Having gone behind late in the game, this was a decent point against a talented and confident Charlton outfit; Mallik Wilks’ expert finish cancelling out John Marquis’s unfortunate own goal.

But, having won just one point from the previous six, there was an even greater sense of frustration when Tommy Rowe deflected home Marquis’s shot deep into stoppage time only for the goal to be controversially ruled out for offside.

That’s two points from nine now, with games against the top two, Barnsley and Luton Town, looming large. Next up it’s a trip to bottom side AFC Wimbledon, a team fighting for their lives.

Rovers need to go again.


McCann has called for his team for fight and scrap their way to a top six finish.

And the Northern Irishman will be delighted with the battling qualities his team showed on an afternoon when they did not have things all their own way.

Rovers were on the ropes during the opening quarter when the visitors completely bossed proceedings and went close through Igor Vetokele and Lyle Taylor.

But they pulled themselves together and, as the half wore on, became an increasing threat on the counter. Marquis converted Wilks’ cross but the offside flag was up again.

Marko Marosi made a sensational save to keep out Krystian Bielik’s volley just before half time. Just after the break Paul Downing’s header was cleared off the line.

The back and forth nature of the contest continued when Charlton’s next best spell started with Taylor pinging a shot off the post and ended with Marquis heading Josh Cullen's cross past Marosi on 72 minutes.

But Rovers picked themselves up and equalised just four minutes later when Wilks collected the ball with his back to goal and superbly fired home from just outside the area.

They had been second best for much of the first half but it was the home side, galvanised by their leveller, who finished stronger.
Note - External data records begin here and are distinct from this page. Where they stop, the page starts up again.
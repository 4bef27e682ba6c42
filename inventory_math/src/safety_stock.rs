//! Safety stock and reorder point calculations

use crate::{require_non_negative, MathError, Result};
use statrs::distribution::{ContinuousCDF, Normal};

/// Standard normal quantile for a cycle service level in (0, 1)
pub fn z_score(service_level: f64) -> Result<f64> {
    if !(service_level > 0.0 && service_level < 1.0) {
        return Err(MathError::InvalidInput(format!(
            "Service level must be between 0 and 1, got {}",
            service_level
        )));
    }

    let normal = Normal::new(0.0, 1.0)
        .map_err(|e| MathError::CalculationError(e.to_string()))?;

    Ok(normal.inverse_cdf(service_level))
}

/// Safety stock: `z * sigma * sqrt(L)`
///
/// `demand_std_dev` is per period and `lead_time` is in periods.
pub fn safety_stock(z: f64, demand_std_dev: f64, lead_time: f64) -> Result<f64> {
    if !z.is_finite() {
        return Err(MathError::InvalidInput(format!(
            "Z-score must be finite, got {}",
            z
        )));
    }
    require_non_negative("Demand standard deviation", demand_std_dev)?;
    require_non_negative("Lead time", lead_time)?;

    Ok(z * demand_std_dev * lead_time.sqrt())
}

/// Safety stock for a target cycle service level
pub fn safety_stock_for_service_level(
    service_level: f64,
    demand_std_dev: f64,
    lead_time: f64,
) -> Result<f64> {
    safety_stock(z_score(service_level)?, demand_std_dev, lead_time)
}

/// Reorder point: expected lead-time demand plus safety stock
pub fn reorder_point(average_demand: f64, lead_time: f64, safety_stock: f64) -> Result<f64> {
    require_non_negative("Average demand", average_demand)?;
    require_non_negative("Lead time", lead_time)?;
    require_non_negative("Safety stock", safety_stock)?;

    Ok(average_demand * lead_time + safety_stock)
}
Only some fine goalkeeping from Dillon Phillips and a controversial offside call prevented them from claiming victory.

Rovers clearly showed they are up for the fight – and they’ll need to be to finish the job they have started.
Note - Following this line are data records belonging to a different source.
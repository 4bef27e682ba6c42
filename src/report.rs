//! Rendering of forecasting and inventory results as text or JSON

use crate::planning::{OrderPlan, StockPolicy};
use anyhow::Result;
use demand_forecast::metrics::{error_table, ErrorRow, ErrorScore};
use demand_forecast::{DemandSeries, ForecastSeries, SelectionOutcome};
use serde::Serialize;
use std::fmt::Write;

/// Output format
#[derive(Clone, Copy, Debug, Default, PartialEq, Eq, clap::ValueEnum)]
pub enum OutputFormat {
    #[default]
    Table,
    Json,
}

#[derive(Serialize)]
struct ForecastReport<'a> {
    forecast: &'a ForecastSeries,
    score: Option<&'a ErrorScore>,
    rows: &'a [ErrorRow],
}

fn fmt_opt(value: Option<f64>) -> String {
    value.map_or_else(|| "-".to_string(), |v| format!("{:.2}", v))
}

/// Render a single model's forecast with its per-period errors.
///
/// `score` is `None` when the series has no defined forecast to score.
pub fn render_forecast(
    format: OutputFormat,
    demand: &DemandSeries,
    forecast: &ForecastSeries,
    score: Option<&ErrorScore>,
) -> Result<String> {
    let rows = error_table(demand, forecast)?;

    if format == OutputFormat::Json {
        let report = ForecastReport {
            forecast,
            score,
            rows: &rows,
        };
        return Ok(serde_json::to_string_pretty(&report)?);
    }

    let mut out = String::new();
    writeln!(out, "{} Forecast", forecast.model())?;
    writeln!(
        out,
        "{:<12} {:>10} {:>10} {:>10} {:>12}",
        "Period", "Demand", "Forecast", "Abs Error", "Sq Error"
    )?;
    for row in &rows {
        writeln!(
            out,
            "{:<12} {:>10.2} {:>10} {:>10} {:>12}",
            row.period.to_string(),
            row.actual,
            fmt_opt(row.forecast),
            fmt_opt(row.absolute_error),
            fmt_opt(row.squared_error)
        )?;
    }

    match score {
        Some(score) => writeln!(out, "{}", score)?,
        None => writeln!(out, "MAD/MSE undefined: no period has a forecast")?,
    }

    let next = forecast.next_period();
    writeln!(
        out,
        "Forecast for next period ({}) = {:.2}",
        next.period, next.value
    )?;

    Ok(out)
}

/// Render every method's score and the selected method
pub fn render_selection(format: OutputFormat, outcome: &SelectionOutcome) -> Result<String> {
    if format == OutputFormat::Json {
        return Ok(serde_json::to_string_pretty(outcome)?);
    }

    let metric = outcome.metric();
    let mut out = String::new();
    writeln!(out, "{:<4} {:<24} {:>12} {:>12}", "Rank", "Method", "MAD", "MSE")?;
    for (rank, result) in outcome.ranking().iter().enumerate() {
        writeln!(
            out,
            "{:<4} {:<24} {:>12.4} {:>12.4}",
            rank + 1,
            result.model().to_string(),
            result.score.mad,
            result.score.mse
        )?;
    }

    let best = outcome.best();
    let next = best.forecast.next_period();
    writeln!(
        out,
        "Best method by {}: {} ({:.4})",
        metric,
        best.model(),
        best.score.get(metric)
    )?;
    writeln!(
        out,
        "Forecast for next period ({}) = {:.2}",
        next.period, next.value
    )?;

    Ok(out)
}

/// Render an Economic Order Quantity plan
pub fn render_order_plan(format: OutputFormat, plan: &OrderPlan) -> Result<String> {
    if format == OutputFormat::Json {
        return Ok(serde_json::to_string_pretty(plan)?);
    }

    let mut out = String::new();
    writeln!(out, "Annual demand:   {:.2}", plan.annual_demand)?;
    writeln!(out, "Order cost:      {:.2}", plan.order_cost)?;
    writeln!(out, "Holding cost:    {:.2}", plan.holding_cost)?;
    writeln!(out, "EOQ:             {:.2}", plan.order_quantity)?;
    writeln!(out, "Orders per year: {:.2}", plan.orders_per_year)?;
    Ok(out)
}

/// Render a safety stock and reorder point policy
pub fn render_stock_policy(format: OutputFormat, policy: &StockPolicy) -> Result<String> {
    if format == OutputFormat::Json {
        return Ok(serde_json::to_string_pretty(policy)?);
    }

    let mut out = String::new();
    writeln!(out, "Periods:         {}", policy.periods)?;
    writeln!(out, "Mean demand:     {:.2}", policy.mean_demand)?;
    writeln!(out, "Std deviation:   {:.2}", policy.demand_std_dev)?;
    writeln!(out, "Lead time:       {:.2}", policy.lead_time)?;
    writeln!(
        out,
        "Service level:   {:.1}% (z = {:.3})",
        policy.service_level * 100.0,
        policy.z_score
    )?;
    writeln!(out, "Safety stock:    {:.2}", policy.safety_stock)?;
    writeln!(out, "Reorder point:   {:.2}", policy.reorder_point)?;
    Ok(out)
}

#[cfg(test)]
mod tests {
    use super::*;
    use demand_forecast::{run_model, select_best, Metric, ModelKind, ModelParams};

    fn demand() -> DemandSeries {
        DemandSeries::from_values(vec![10.0, 20.0, 30.0, 40.0, 50.0]).unwrap()
    }

    #[test]
    fn test_forecast_table() {
        let demand = demand();
        let forecast =
            run_model(ModelKind::MovingAverage, &demand, &ModelParams::default()).unwrap();
        let score = ErrorScore::compute(&demand, &forecast).unwrap();

        let text = render_forecast(OutputFormat::Table, &demand, &forecast, Some(&score)).unwrap();
        assert!(text.starts_with("Moving Average Forecast"));
        assert!(text.contains("MAD 16.2500"));
        assert!(text.contains("Forecast for next period (6) = 40.00"));
        assert_eq!(text.lines().count(), 9);
    }

    #[test]
    fn test_forecast_json() {
        let demand = demand();
        let forecast = run_model(ModelKind::Naive, &demand, &ModelParams::default()).unwrap();

        let json = render_forecast(OutputFormat::Json, &demand, &forecast, None).unwrap();
        let value: serde_json::Value = serde_json::from_str(&json).unwrap();
        assert_eq!(value["forecast"]["model"], "naive");
        assert!(value["forecast"]["values"][0].is_null());
        assert_eq!(value["rows"].as_array().unwrap().len(), 5);
    }

    #[test]
    fn test_selection_table() {
        let demand =
            DemandSeries::from_values(vec![10.0, 20.0, 10.0, 20.0, 10.0, 20.0]).unwrap();
        let outcome = select_best(&demand, Metric::Mad, &ModelParams::default()).unwrap();

        let text = render_selection(OutputFormat::Table, &outcome).unwrap();
        let lines: Vec<&str> = text.lines().collect();
        assert!(lines[1].contains("Exponential Smoothing"));
        assert!(text.contains("Best method by MAD: Exponential Smoothing"));
    }

    #[test]
    fn test_stock_policy_json() {
        let policy = StockPolicy::compute(&demand(), 2.0, 0.95).unwrap();
        let json = render_stock_policy(OutputFormat::Json, &policy).unwrap();
        let value: serde_json::Value = serde_json::from_str(&json).unwrap();
        assert_eq!(value["periods"], 5);
    }
}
Central, literally, to Rovers’ rise up the table this season has been their dynamic midfield, moving the ball quickly and getting in people’s faces.

So it was alarming to see Charlton’s diamond dominate for large periods - until the introduction of Blair.
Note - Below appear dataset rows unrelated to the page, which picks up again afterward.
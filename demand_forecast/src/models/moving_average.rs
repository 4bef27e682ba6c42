//! Moving average forecasting over the previous `window` periods

use crate::error::Result;
use crate::models::{mean, validate_window, ForecastModel, ModelKind};

/// Simple Moving Average model.
///
/// Periods with fewer than `window` predecessors average over all of them.
#[derive(Debug, Clone)]
pub struct MovingAverage {
    /// Name of the model
    name: String,
    /// Window size
    window: usize,
}

impl MovingAverage {
    /// Create a new moving average model
    pub fn new(window: usize) -> Result<Self> {
        validate_window(window)?;

        Ok(Self {
            name: format!("Moving Average (window={})", window),
            window,
        })
    }

    /// Window size
    pub fn window(&self) -> usize {
        self.window
    }
}

impl ForecastModel for MovingAverage {
    fn kind(&self) -> ModelKind {
        ModelKind::MovingAverage
    }

    fn name(&self) -> &str {
        &self.name
    }

    fn fitted(&self, demand: &[f64]) -> Vec<Option<f64>> {
        (0..demand.len())
            .map(|t| mean(&demand[t.saturating_sub(self.window)..t]))
            .collect()
    }

    fn next_value(&self, demand: &[f64], _fitted: &[Option<f64>]) -> f64 {
        let start = demand.len().saturating_sub(self.window);
        mean(&demand[start..]).unwrap_or(0.0)
    }
}

#[cfg(test)]
mod tests {
    use super::*;

    #[test]
    fn test_window_shrinks_at_the_start() {
        let model = MovingAverage::new(3).unwrap();
        let fitted = model.fitted(&[10.0, 20.0, 30.0, 40.0, 50.0]);
        assert_eq!(
            fitted,
            vec![None, Some(10.0), Some(15.0), Some(20.0), Some(30.0)]
        );
    }

    #[test]
    fn test_next_value_uses_last_window() {
        let model = MovingAverage::new(2).unwrap();
        let demand = [10.0, 20.0, 30.0, 50.0];
        assert_eq!(model.next_value(&demand, &model.fitted(&demand)), 40.0);
    }

    #[test]
    fn test_window_larger_than_series() {
        let model = MovingAverage::new(10).unwrap();
        let demand = [6.0, 12.0];
        assert_eq!(model.fitted(&demand), vec![None, Some(6.0)]);
        assert_eq!(model.next_value(&demand, &[]), 9.0);
    }

    #[test]
    fn test_zero_window_rejected() {
        assert!(MovingAverage::new(0).is_err());
    }
}
//! Simple exponential smoothing

use crate::error::Result;
use crate::models::{validate_alpha, ForecastModel, ModelKind};

/// Simple exponential smoothing model.
///
/// Seeds the first forecast with the first demand, then
/// `F[t] = alpha * D[t-1] + (1 - alpha) * F[t-1]`.
#[derive(Debug, Clone)]
pub struct ExponentialSmoothing {
    /// Name of the model
    name: String,
    /// Smoothing parameter
    alpha: f64,
}

impl ExponentialSmoothing {
    /// Create a new exponential smoothing model, `alpha` in (0, 1]
    pub fn new(alpha: f64) -> Result<Self> {
        validate_alpha(alpha)?;

        Ok(Self {
            name: format!("Exponential Smoothing (alpha={})", alpha),
            alpha,
        })
    }

    /// Smoothing parameter
    pub fn alpha(&self) -> f64 {
        self.alpha
    }

    fn smooth(&self, demand: f64, previous: f64) -> f64 {
        self.alpha * demand + (1.0 - self.alpha) * previous
    }
}

impl ForecastModel for ExponentialSmoothing {
    fn kind(&self) -> ModelKind {
        ModelKind::ExponentialSmoothing
    }

    fn name(&self) -> &str {
        &self.name
    }

    fn fitted(&self, demand: &[f64]) -> Vec<Option<f64>> {
        let Some(&first) = demand.first() else {
            return Vec::new();
        };

        let mut predictions = Vec::with_capacity(demand.len());
        let mut level = first;
        predictions.push(Some(level));

        for t in 1..demand.len() {
            level = self.smooth(demand[t - 1], level);
            predictions.push(Some(level));
        }

        predictions
    }

    fn next_value(&self, demand: &[f64], fitted: &[Option<f64>]) -> f64 {
        match (demand.last(), fitted.last().copied().flatten()) {
            (Some(&last_demand), Some(last_forecast)) => self.smooth(last_demand, last_forecast),
            (Some(&last_demand), None) => last_demand,
            _ => 0.0,
        }
    }
}

#[cfg(test)]
mod tests {
    use super::*;
    use approx::assert_relative_eq;

    #[test]
    fn test_recurrence() {
        let model = ExponentialSmoothing::new(0.3).unwrap();
        let fitted: Vec<f64> = model
            .fitted(&[10.0, 20.0, 30.0])
            .into_iter()
            .flatten()
            .collect();

        assert_eq!(fitted.len(), 3);
        assert_relative_eq!(fitted[0], 10.0);
        assert_relative_eq!(fitted[1], 10.0);
        assert_relative_eq!(fitted[2], 13.0, epsilon = 1e-12);
    }

    #[test]
    fn test_alpha_one_tracks_previous_demand() {
        let model = ExponentialSmoothing::new(1.0).unwrap();
        let demand = [3.0, 8.0, 5.0];
        let fitted = model.fitted(&demand);
        assert_eq!(fitted, vec![Some(3.0), Some(3.0), Some(8.0)]);
        assert_eq!(model.next_value(&demand, &fitted), 5.0);
    }

    #[test]
    fn test_alpha_bounds() {
        assert!(ExponentialSmoothing::new(0.0).is_err());
        assert!(ExponentialSmoothing::new(1.5).is_err());
        assert!(ExponentialSmoothing::new(f64::NAN).is_err());
    }
}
The 31-year-old certainly put his hand up for a start at Wimbledon by livening Rovers up in midfield, putting his foot in and running at the Addicks’ backline.

The visitors played a crafty game by not allowing Ben Whiteman time and space to pass forward in typically probing fashion.

Ali Crawford was subdued and Herbie Kane had one of his poorest games yet in a Doncaster shirt.

McCann insists the Liverpool loanee is over the groin problem which kept him out at Shrewsbury in midweek but his performance here suggested otherwise.

The middle men must keep on delivering the goods.